As the comment /* let libm handle finite**finite */ in the source suggests, the actual function got outsourced to an external library. The name libm is a historic one and is the part of libc that does the math. Not everyone had a floating point unit, so not everyone needed a library handling floating point and because memory was expensive in that times it had been packed into a second library. (Yes, it was much more complicated than that, but basically ...)

The code you are searching for is in the source for your libc. You may not be able to look into the source of your libc but the functions in it are standardized and you can take other libraries, like dietlibc, uClibc, newlib (cygwin), glibc and several more. (no links given to avoid link-rot, but a proper search-machine will find them all).

Some of those libraries use the old SunPro code (e.g.: uClibc but also newlib) which is highly optimized, close to metal code but readable and commented, look for the file e_pow.c in uClibc or newlib.

If you use Linux you might be tempted to look into the source of your GlibC where one of the many implementations of pow()can be found at sysdeps/ieee754/dbl-64/e_pow.c.

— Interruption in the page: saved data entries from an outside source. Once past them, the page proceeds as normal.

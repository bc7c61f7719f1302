use crate::MineError;
use crate::queue::{QueueBackendLike, WorkItem};
use postgres::error::SqlState;
use postgres::{Client, NoTls};
use std::sync::{Arc, Mutex};
use std::time::Duration;
use tracing::info;

const SCHEMA: &str = "
CREATE TABLE IF NOT EXISTS work_items (
    id          BIGSERIAL PRIMARY KEY,
    queue       TEXT NOT NULL,
    payload     TEXT NOT NULL,
    lease_token TEXT,
    visible_at  TIMESTAMPTZ NOT NULL DEFAULT now()
);
CREATE INDEX IF NOT EXISTS work_items_leasable ON work_items (queue, visible_at, id);
";

const LEASE_SQL: &str = "
UPDATE work_items
   SET lease_token = $2,
       visible_at = now() + make_interval(secs => $3)
 WHERE id = (
       SELECT id FROM work_items
        WHERE queue = $1 AND visible_at <= now()
        ORDER BY id
          FOR UPDATE SKIP LOCKED
        LIMIT 1)
RETURNING id, payload";

/// Queue table shared by every worker. `SKIP LOCKED` keeps concurrent
/// leasers off each other's rows; an expired `visible_at` makes a row
/// leasable again.
///
/// Wraps the blocking `postgres` client, so every call hops onto a blocking
/// thread. Construct and drop it outside the async runtime.
pub struct PostgresQueue {
    client: Arc<Mutex<Client>>,
    queue: String,
}

impl PostgresQueue {
    pub fn connect(database_url: &str, queue: &str) -> Result<Self, MineError> {
        let mut client = Client::connect(database_url, NoTls).map_err(classify)?;
        client.batch_execute(SCHEMA).map_err(classify)?;
        info!(queue, "connected to postgres work queue");
        Ok(Self { client: Arc::new(Mutex::new(client)), queue: queue.to_string() })
    }

    pub fn queue_name(&self) -> &str {
        &self.queue
    }

    async fn run<T, F>(&self, op: F) -> Result<T, MineError>
    where
        F: FnOnce(&mut Client, &str) -> Result<T, MineError> + Send + 'static,
        T: Send + 'static,
    {
        let client = Arc::clone(&self.client);
        let queue = self.queue.clone();
        tokio::task::spawn_blocking(move || {
            let mut guard = client
                .lock()
                .map_err(|_| MineError::Queue("postgres client lock poisoned".to_string()))?;
            op(&mut guard, &queue)
        })
        .await?
    }
}

/// Connection-level failures and serialization conflicts are transient;
/// anything else the server rejected is not.
fn classify(e: postgres::Error) -> MineError {
    match e.code() {
        None => MineError::Queue(e.to_string()),
        Some(code) if *code == SqlState::T_R_SERIALIZATION_FAILURE || *code == SqlState::T_R_DEADLOCK_DETECTED => {
            MineError::Queue(e.to_string())
        }
        Some(_) => MineError::Other(format!("postgres: {}", e)),
    }
}

impl QueueBackendLike for PostgresQueue {
    async fn lease(&self, visibility_timeout: Duration) -> Result<Option<WorkItem>, MineError> {
        let token = uuid::Uuid::new_v4().to_string();
        let secs = visibility_timeout.as_secs_f64();
        self.run(move |client, queue| {
            let row = client.query_opt(LEASE_SQL, &[&queue, &token, &secs]).map_err(classify)?;
            Ok(row.map(|row| {
                let id: i64 = row.get(0);
                WorkItem { id: id as u64, lease_token: token, payload: row.get(1) }
            }))
        })
        .await
    }

    async fn ack(&self, item: &WorkItem) -> Result<(), MineError> {
        let item = item.clone();
        self.run(move |client, queue| {
            let deleted = client
                .execute(
                    "DELETE FROM work_items WHERE queue = $1 AND id = $2 AND lease_token = $3",
                    &[&queue, &(item.id as i64), &item.lease_token],
                )
                .map_err(classify)?;
            if deleted == 0 {
                return Err(MineError::LeaseExpiredOnAck(format!("item {} ({})", item.id, item.payload)));
            }
            Ok(())
        })
        .await
    }

    async fn create(&self, payload: &str) -> Result<u64, MineError> {
        let payload = payload.to_string();
        self.run(move |client, queue| {
            let row = client
                .query_one(
                    "INSERT INTO work_items (queue, payload) VALUES ($1, $2) RETURNING id",
                    &[&queue, &payload],
                )
                .map_err(classify)?;
            let id: i64 = row.get(0);
            Ok(id as u64)
        })
        .await
    }

    async fn pending_count(&self) -> Result<usize, MineError> {
        self.run(|client, queue| {
            let row = client
                .query_one("SELECT count(*) FROM work_items WHERE queue = $1", &[&queue])
                .map_err(classify)?;
            let count: i64 = row.get(0);
            Ok(count as usize)
        })
        .await
    }
}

Other libraries do it a bit differently although not much, e.g.: dietlibc uses hand-rolled i386 assembler for log() and exp().

Answer 2

This is easy to see/to verify in an experiment. I use valgrind for profiling, but obviously you can choose a tool of your liking.

#pow.py
a, b=2, 0.5
for _ in range(10**5):
   a**b

and now

   valgrind --tool=callgrind python2.7 pow.py
   kcachegrind

It is easy to see, that PyNumber_Power is called 10^5+1 times and the call-graph looks like following

kcachegrind tells me also, that the exp function is actually from w_pow.c.

It would help to have a debug-build of python, so it would be possible to figure out to which function PyNumber_Power was dispatched dynamically without much effort:

This function is, as already figured out, float_pow from floatobject.c.